- Born: May 6, 1962 (age 62)
- Education: Princeton University (BA) London School of Economics (MS, PhD)

= John Schmitt (economist) =

American economist

John Schmitt (born May 6, 1962) is an American economist, who serves as a senior economist with the Center for Economic and Policy Research in Washington, DC. He has written extensively on economic inequality, unemployment, the new economy, the welfare state, and other topics for both academic and popular audiences. He has also worked as a consultant for national and international organizations including the American Center for International Labor Solidarity, the Global Policy Network, the International Labour Organization, the United Nations Economic Commission for Latin America, and others.

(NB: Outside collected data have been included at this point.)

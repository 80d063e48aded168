//! Behavior switches for shortening and redirecting.
//!
//! Both are selected once from configuration and handed to
//! [`crate::application::services::UrlService`].

use std::fmt;
use std::str::FromStr;

/// What to do when the same original URL is shortened twice.
#[derive(Debug, Clone, Copy, PartialEq, Eq, Default)]
pub enum ShortenPolicy {
    /// Return the existing record for an identical original URL.
    #[default]
    Deduplicate,
    /// Always mint a fresh code.
    AlwaysNew,
}

/// How a failed click increment affects the redirect.
#[derive(Debug, Clone, Copy, PartialEq, Eq, Default)]
pub enum ClickCounting {
    /// Log the failure and redirect anyway.
    #[default]
    BestEffort,
    /// Fail the redirect.
    Strict,
}

impl FromStr for ShortenPolicy {
    type Err = String;

    fn from_str(s: &str) -> Result<Self, Self::Err> {
        match s.trim().to_ascii_lowercase().as_str() {
            "deduplicate" | "dedupe" => Ok(Self::Deduplicate),
            "always_new" | "always-new" => Ok(Self::AlwaysNew),
            other => Err(format!(
                "SHORTEN_POLICY must be 'deduplicate' or 'always_new', got '{}'",
                other
            )),
        }
    }
}

impl fmt::Display for ShortenPolicy {
    fn fmt(&self, f: &mut fmt::Formatter<'_>) -> fmt::Result {
        match self {
            Self::Deduplicate => f.write_str("deduplicate"),
            Self::AlwaysNew => f.write_str("always_new"),
        }
    }
}

impl FromStr for ClickCounting {
    type Err = String;

    fn from_str(s: &str) -> Result<Self, Self::Err> {
        match s.trim().to_ascii_lowercase().as_str() {
            "best_effort" | "best-effort" => Ok(Self::BestEffort),
            "strict" => Ok(Self::Strict),
            other => Err(format!(
                "CLICK_COUNTING must be 'best_effort' or 'strict', got '{}'",
                other
            )),
        }
    }
}

impl fmt::Display for ClickCounting {
    fn fmt(&self, f: &mut fmt::Formatter<'_>) -> fmt::Result {
        match self {
            Self::BestEffort => f.write_str("best_effort"),
            Self::Strict => f.write_str("strict"),
        }
    }
}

Schmitt's research has focused primarily on inequality in the US labor market and the role of labor-market institutions in explaining international differences in economic performance, particularly between the United States and Europe. Schmitt has co-authored (with Lawrence Mishel and Jared Bernstein) three editions of The State of Working America(Cornell University Press). He has also contributed to The American Prospect, The Boston Review, Challenge, The Guardian, The International Herald Tribune, The Washington Post, and other newspapers and magazines.

He is also a visiting lecturer at the Pompeu Fabra University (Barcelona) and has been an academic visitor at the Universidad Centroamericana "Jose Simeon Cañas" (San Salvador, El Salvador). He has an undergraduate degree from the Woodrow Wilson School of Public and International Affairs at Princeton University and an M.Sc. and Ph.D. in economics from the London School of Economics.